Powell is a member of the National Association of State Treasurers and was recently elected to serve as Vice-President of the Association's southern region. Powell also serves on the Association's Unclaimed Property Committee, and its Banking, Collateral and Cash Management Committee.

==Biography==
Powell graduated from Virginia Tech with a B.S. in Business Administration (Finance), and he has earned certificates for his participation in the Commonwealth’s Virginia Executive Institute and the National Institute for Public Finance sponsored or presented by the National Association of State Treasurers. Powell has also served the state at the former Virginia Department of Management Analysis and Systems Development and the Virginia Employment Commission.

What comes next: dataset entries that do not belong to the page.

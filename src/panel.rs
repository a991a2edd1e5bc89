//! The taskbar strip: start button, launcher/window entries and the tray.

use std::time::Duration;

use ratatui::{
    layout::Rect,
    style::{Modifier, Style},
};

use crate::apps::{AppCatalog, AppId};
use crate::launcher::TaskbarEntry;
use crate::theme;
use crate::ui::{UiFrame, ellipsize, rect_contains, safe_set_string};
use crate::window::WindowId;

const START_LABEL: &str = " ◆ NEMESIS ";
const MAX_ENTRY_LABEL: usize = 18;

/// What a press on the taskbar landed on.
#[derive(Debug, Clone, PartialEq, Eq)]
pub enum PanelHit {
    StartButton,
    /// A pinned app that has no window yet.
    Launch(AppId),
    Window(WindowId),
}

#[derive(Debug, Default)]
pub struct Panel {
    area: Rect,
    start_rect: Option<Rect>,
    entry_hits: Vec<(Rect, PanelHit)>,
    hostname: Option<String>,
}

impl Panel {
    pub fn new() -> Self {
        Self::default()
    }

    /// Use a fixed host name instead of asking the OS.
    pub fn with_hostname(mut self, hostname: impl Into<String>) -> Self {
        self.hostname = Some(hostname.into());
        self
    }

    pub fn area(&self) -> Rect {
        self.area
    }

    fn hostname(&mut self) -> &str {
        self.hostname.get_or_insert_with(|| {
            hostname::get()
                .ok()
                .and_then(|s| s.into_string().ok())
                .unwrap_or_else(|| "localhost".to_string())
        })
    }

    #[allow(clippy::too_many_arguments)]
    pub fn render(
        &mut self,
        frame: &mut UiFrame<'_>,
        area: Rect,
        entries: &[TaskbarEntry],
        catalog: &dyn AppCatalog,
        menu_open: bool,
        user: &str,
        uptime: Duration,
    ) {
        self.area = area;
        self.start_rect = None;
        self.entry_hits.clear();
        if area.width == 0 || area.height == 0 {
            return;
        }
        let base = Style::default()
            .bg(theme::panel_bg())
            .fg(theme::panel_fg());
        frame.fill(area, base);
        let y = area.y;
        let max_x = area.x.saturating_add(area.width);

        let tray = format!(" {}@{}  up {} ", user, self.hostname(), format_uptime(uptime));
        let tray_width = tray.chars().count() as u16;
        let tray_x = max_x.saturating_sub(tray_width).max(area.x);

        let buffer = frame.buffer_mut();
        let bounds = area.intersection(buffer.area);

        let mut x = area.x;
        let start_width = START_LABEL.chars().count() as u16;
        let start_style = if menu_open {
            Style::default()
                .bg(theme::accent_alt())
                .fg(theme::text())
                .add_modifier(Modifier::BOLD)
        } else {
            base.fg(theme::accent()).add_modifier(Modifier::BOLD)
        };
        safe_set_string(buffer, bounds, x, y, START_LABEL, start_style);
        self.start_rect = Some(Rect::new(x, y, start_width.min(area.width), 1));
        x = x.saturating_add(start_width).saturating_add(1);

        for entry in entries {
            let glyph = catalog
                .metadata(entry.app_id)
                .map_or("▪", |meta| meta.icon_glyph);
            let chunk = format!(" {glyph} {} ", ellipsize(&entry.title, MAX_ENTRY_LABEL));
            let width = chunk.chars().count() as u16;
            if x.saturating_add(width) > tray_x {
                break;
            }
            let style = if entry.active {
                Style::default()
                    .bg(theme::panel_active_bg())
                    .fg(theme::panel_active_fg())
                    .add_modifier(Modifier::BOLD)
            } else if entry.window.is_none() {
                base.fg(theme::muted())
            } else if entry.minimized {
                base.add_modifier(Modifier::DIM)
            } else {
                base.add_modifier(Modifier::UNDERLINED)
            };
            safe_set_string(buffer, bounds, x, y, &chunk, style);
            let hit = match &entry.window {
                Some(id) => PanelHit::Window(id.clone()),
                None => PanelHit::Launch(entry.app_id),
            };
            self.entry_hits.push((Rect::new(x, y, width, 1), hit));
            x = x.saturating_add(width);
        }

        safe_set_string(buffer, bounds, tray_x, y, &tray, base.fg(theme::muted()));
    }

    /// Resolve a press at a screen cell against the last rendered frame.
    pub fn hit_test(&self, column: u16, row: u16) -> Option<PanelHit> {
        if !rect_contains(self.area, column, row) {
            return None;
        }
        if self
            .start_rect
            .is_some_and(|rect| rect_contains(rect, column, row))
        {
            return Some(PanelHit::StartButton);
        }
        self.entry_hits
            .iter()
            .find(|(rect, _)| rect_contains(*rect, column, row))
            .map(|(_, hit)| hit.clone())
    }

    pub fn contains(&self, column: u16, row: u16) -> bool {
        rect_contains(self.area, column, row)
    }
}

/// `HH:MM:SS`, with hours allowed past 99.
pub fn format_uptime(uptime: Duration) -> String {
    let secs = uptime.as_secs();
    format!("{:02}:{:02}:{:02}", secs / 3600, (secs / 60) % 60, secs % 60)
}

A speaker at the national level in the field of cash management, Powell has presented white papers at various conferences, and he is also published in the Journal of Cash Management.

Powell’s contributions to the Commonwealth’s cash management initiatives also have been recognized by Governor Gerald L. Baliles. In addition to Governor Baliles’ recognition, the Virginia Automated Clearing House Association acknowledged Powell’s professional leadership in the development of the Vendor Express Project, which is still in use today. A Certified Cash Manager by the Association of Financial Professionals, Powell was also a member of Virginia’s Commonwealth Association of Financial Professionals formerly the Commonwealth Treasury Management Association. His previous leadership roles within the organization include Director and President.

A native of Suffolk, Virginia, Powell was married to Judy Scott Powell, also of Suffolk and a retired elementary school teacher from Chesterfield County, Virginia. Married for forty years, they had two daughters, Christina Powell Jenkins of Chesterfield County and Kendall Powell Odorizzi of Lafayette, Colorado, and four grandchildren. Powell died in 2010.